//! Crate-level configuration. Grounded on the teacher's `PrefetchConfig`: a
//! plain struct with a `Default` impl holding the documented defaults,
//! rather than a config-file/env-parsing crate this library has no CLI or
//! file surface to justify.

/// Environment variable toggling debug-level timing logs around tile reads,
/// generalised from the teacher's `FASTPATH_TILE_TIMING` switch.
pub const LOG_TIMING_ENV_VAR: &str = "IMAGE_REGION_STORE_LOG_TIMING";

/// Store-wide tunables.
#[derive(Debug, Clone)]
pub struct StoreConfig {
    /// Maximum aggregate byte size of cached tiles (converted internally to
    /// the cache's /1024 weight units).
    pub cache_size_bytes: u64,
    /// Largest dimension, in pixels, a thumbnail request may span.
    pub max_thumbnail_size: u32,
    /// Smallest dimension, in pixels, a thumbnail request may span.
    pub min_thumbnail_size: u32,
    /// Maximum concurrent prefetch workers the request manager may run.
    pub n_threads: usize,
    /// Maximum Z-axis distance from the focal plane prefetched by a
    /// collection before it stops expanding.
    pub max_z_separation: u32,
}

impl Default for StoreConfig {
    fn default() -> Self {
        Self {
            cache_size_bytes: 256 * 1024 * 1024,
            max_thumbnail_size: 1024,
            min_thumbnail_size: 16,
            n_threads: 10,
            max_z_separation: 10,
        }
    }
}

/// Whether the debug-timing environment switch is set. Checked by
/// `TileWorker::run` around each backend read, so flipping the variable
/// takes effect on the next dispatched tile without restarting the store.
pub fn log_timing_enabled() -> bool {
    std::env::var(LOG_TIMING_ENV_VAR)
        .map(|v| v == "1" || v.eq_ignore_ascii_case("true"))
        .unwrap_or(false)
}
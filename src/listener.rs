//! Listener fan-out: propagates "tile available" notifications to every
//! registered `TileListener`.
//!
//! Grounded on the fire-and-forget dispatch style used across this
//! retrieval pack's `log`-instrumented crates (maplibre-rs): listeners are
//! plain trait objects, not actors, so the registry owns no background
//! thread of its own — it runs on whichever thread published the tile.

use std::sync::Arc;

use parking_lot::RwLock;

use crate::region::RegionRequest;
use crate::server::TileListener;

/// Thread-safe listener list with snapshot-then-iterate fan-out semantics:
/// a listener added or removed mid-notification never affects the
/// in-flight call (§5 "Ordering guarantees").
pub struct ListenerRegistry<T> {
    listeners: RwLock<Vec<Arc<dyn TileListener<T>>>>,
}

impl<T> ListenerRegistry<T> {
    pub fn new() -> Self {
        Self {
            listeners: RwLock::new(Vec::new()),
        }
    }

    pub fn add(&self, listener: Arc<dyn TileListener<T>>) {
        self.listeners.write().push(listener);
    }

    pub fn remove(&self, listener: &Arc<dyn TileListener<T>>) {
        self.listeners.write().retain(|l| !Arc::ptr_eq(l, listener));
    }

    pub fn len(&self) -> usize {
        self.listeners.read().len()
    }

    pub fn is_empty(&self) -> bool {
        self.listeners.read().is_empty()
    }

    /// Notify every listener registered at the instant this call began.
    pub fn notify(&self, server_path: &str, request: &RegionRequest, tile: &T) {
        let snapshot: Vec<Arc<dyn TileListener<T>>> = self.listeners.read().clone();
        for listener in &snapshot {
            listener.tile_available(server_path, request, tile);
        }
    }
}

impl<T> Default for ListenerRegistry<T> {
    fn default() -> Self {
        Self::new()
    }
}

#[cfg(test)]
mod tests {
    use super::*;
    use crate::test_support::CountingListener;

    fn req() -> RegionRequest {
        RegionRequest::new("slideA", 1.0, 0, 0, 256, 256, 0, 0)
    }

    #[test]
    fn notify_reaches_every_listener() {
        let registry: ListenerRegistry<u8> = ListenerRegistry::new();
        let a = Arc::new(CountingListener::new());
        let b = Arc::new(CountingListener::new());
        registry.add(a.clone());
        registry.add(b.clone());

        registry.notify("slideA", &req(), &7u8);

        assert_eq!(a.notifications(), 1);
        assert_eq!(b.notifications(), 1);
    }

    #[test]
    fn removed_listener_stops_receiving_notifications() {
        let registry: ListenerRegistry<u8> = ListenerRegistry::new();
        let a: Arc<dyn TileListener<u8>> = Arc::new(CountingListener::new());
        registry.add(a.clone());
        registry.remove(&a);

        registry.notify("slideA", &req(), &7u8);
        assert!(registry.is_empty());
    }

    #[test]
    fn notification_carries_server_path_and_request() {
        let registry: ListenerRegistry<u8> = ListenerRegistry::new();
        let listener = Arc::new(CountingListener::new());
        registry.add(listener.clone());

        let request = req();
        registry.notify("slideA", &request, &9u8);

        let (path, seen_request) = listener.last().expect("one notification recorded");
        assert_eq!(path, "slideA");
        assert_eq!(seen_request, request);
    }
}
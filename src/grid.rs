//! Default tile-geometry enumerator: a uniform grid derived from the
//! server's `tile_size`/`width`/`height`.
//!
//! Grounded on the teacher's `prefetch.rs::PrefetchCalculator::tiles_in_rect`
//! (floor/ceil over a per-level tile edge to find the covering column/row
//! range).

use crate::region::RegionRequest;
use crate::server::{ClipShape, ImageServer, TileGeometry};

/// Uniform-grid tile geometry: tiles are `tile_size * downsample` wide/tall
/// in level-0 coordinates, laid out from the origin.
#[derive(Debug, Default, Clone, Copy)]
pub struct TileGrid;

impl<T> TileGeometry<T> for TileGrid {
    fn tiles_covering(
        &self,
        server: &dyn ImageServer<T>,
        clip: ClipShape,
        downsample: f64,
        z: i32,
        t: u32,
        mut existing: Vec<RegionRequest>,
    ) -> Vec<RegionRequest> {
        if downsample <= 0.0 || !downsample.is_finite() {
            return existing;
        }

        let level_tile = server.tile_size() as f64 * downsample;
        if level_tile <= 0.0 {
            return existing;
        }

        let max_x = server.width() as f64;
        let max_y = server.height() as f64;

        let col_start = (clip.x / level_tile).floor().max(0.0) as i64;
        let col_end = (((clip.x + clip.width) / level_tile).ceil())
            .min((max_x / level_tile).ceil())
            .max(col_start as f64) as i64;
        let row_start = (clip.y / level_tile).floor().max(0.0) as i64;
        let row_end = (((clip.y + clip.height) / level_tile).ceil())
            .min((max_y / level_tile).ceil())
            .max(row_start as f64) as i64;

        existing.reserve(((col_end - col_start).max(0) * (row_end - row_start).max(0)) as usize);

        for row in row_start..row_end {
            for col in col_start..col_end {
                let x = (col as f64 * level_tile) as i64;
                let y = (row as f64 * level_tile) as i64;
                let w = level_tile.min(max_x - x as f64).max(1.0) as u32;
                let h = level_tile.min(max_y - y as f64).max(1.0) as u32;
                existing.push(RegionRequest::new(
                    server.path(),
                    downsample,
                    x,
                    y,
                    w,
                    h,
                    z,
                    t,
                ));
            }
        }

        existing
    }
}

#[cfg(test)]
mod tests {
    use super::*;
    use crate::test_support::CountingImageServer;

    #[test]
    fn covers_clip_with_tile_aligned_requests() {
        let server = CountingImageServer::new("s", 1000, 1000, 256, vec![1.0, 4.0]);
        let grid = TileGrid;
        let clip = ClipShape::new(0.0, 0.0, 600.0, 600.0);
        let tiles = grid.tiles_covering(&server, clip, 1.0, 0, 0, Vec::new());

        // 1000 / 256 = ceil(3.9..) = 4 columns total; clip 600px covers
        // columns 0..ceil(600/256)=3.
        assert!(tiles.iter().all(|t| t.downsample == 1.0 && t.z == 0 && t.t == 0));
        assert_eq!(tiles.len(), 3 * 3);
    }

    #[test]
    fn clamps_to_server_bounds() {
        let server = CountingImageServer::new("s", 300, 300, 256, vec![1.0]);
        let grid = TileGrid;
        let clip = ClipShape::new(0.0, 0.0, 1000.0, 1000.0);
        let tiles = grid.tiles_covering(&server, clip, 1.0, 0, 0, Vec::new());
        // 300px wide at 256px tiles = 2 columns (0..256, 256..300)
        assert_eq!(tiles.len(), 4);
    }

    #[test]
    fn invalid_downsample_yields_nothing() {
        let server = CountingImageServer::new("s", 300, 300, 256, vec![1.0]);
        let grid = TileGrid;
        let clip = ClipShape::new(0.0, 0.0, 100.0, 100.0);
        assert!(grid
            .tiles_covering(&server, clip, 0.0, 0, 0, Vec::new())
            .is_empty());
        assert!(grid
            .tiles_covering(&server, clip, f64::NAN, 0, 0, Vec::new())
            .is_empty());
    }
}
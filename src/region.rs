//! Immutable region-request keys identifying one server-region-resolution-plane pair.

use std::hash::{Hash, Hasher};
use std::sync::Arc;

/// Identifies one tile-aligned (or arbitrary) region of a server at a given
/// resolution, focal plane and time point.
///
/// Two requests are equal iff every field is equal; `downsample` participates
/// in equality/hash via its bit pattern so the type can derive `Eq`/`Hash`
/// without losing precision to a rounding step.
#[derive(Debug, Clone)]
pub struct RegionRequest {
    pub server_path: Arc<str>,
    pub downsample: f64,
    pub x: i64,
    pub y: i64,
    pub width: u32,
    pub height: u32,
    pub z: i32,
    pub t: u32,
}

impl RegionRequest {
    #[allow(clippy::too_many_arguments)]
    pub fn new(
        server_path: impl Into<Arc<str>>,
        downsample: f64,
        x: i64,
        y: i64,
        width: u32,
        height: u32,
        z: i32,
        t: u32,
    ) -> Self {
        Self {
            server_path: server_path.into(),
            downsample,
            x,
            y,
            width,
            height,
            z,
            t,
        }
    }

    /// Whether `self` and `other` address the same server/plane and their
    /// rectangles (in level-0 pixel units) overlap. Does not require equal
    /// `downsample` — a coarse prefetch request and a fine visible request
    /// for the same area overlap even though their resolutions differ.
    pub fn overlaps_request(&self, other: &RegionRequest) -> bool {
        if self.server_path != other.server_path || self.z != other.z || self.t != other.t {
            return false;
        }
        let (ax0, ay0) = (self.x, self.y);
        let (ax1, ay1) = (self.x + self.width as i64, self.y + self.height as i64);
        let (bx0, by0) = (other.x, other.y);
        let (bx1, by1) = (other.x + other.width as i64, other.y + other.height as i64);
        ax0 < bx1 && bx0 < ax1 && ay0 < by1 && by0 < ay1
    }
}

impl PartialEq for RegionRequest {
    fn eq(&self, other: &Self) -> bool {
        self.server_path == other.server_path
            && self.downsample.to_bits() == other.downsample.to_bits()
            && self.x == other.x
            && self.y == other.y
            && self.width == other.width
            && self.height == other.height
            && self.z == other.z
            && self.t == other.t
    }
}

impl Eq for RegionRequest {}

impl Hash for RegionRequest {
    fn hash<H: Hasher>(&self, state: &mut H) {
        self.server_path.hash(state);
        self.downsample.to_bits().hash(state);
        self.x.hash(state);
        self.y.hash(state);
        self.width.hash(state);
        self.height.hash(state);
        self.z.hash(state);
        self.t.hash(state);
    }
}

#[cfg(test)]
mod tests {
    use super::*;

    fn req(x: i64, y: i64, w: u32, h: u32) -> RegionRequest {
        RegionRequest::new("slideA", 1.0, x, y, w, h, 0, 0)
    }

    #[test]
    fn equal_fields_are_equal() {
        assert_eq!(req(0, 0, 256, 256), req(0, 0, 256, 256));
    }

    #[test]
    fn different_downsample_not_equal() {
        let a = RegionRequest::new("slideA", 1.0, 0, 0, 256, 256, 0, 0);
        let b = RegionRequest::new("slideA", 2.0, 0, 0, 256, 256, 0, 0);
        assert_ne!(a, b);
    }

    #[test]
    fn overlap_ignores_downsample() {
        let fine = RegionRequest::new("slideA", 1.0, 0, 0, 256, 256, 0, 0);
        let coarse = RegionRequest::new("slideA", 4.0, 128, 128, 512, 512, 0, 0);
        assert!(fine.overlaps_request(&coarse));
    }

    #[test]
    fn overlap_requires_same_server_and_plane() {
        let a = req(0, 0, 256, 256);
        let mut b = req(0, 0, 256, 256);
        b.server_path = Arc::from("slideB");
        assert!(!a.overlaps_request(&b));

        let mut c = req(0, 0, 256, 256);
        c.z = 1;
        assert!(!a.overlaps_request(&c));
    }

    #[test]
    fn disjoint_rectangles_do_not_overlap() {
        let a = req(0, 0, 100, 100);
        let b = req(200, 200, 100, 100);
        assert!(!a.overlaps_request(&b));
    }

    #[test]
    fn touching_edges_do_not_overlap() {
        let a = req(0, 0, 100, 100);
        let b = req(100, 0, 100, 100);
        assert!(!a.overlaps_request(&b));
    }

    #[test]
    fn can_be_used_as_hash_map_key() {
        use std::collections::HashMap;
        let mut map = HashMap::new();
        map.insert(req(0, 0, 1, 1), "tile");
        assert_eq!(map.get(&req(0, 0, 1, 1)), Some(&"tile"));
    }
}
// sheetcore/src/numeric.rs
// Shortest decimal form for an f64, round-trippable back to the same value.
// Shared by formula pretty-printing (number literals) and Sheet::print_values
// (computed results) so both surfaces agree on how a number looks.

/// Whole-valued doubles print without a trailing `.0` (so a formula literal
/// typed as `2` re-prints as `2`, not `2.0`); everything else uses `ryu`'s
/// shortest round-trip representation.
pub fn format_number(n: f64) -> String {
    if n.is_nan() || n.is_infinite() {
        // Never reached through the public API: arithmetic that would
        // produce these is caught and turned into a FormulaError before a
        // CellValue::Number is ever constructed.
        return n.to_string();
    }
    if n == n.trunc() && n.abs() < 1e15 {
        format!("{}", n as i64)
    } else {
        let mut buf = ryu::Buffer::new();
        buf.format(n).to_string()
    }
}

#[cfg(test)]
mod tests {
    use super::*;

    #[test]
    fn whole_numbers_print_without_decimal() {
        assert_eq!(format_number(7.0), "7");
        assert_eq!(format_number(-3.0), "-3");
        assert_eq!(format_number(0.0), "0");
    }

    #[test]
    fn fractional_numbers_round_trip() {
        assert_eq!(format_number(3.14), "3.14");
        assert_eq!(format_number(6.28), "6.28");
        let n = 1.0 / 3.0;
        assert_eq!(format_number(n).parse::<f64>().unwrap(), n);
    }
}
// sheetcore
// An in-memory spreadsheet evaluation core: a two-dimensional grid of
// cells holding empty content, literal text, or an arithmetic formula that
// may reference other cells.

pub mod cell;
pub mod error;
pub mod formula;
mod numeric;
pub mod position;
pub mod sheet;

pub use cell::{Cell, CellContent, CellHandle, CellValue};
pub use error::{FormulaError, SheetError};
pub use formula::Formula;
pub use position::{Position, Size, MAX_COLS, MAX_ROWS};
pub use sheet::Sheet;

****************

Every line in the data above that contains the word "before" should be copied.

    /// collection before it stops expanding.
        // produce these is caught and turned into a FormulaError before a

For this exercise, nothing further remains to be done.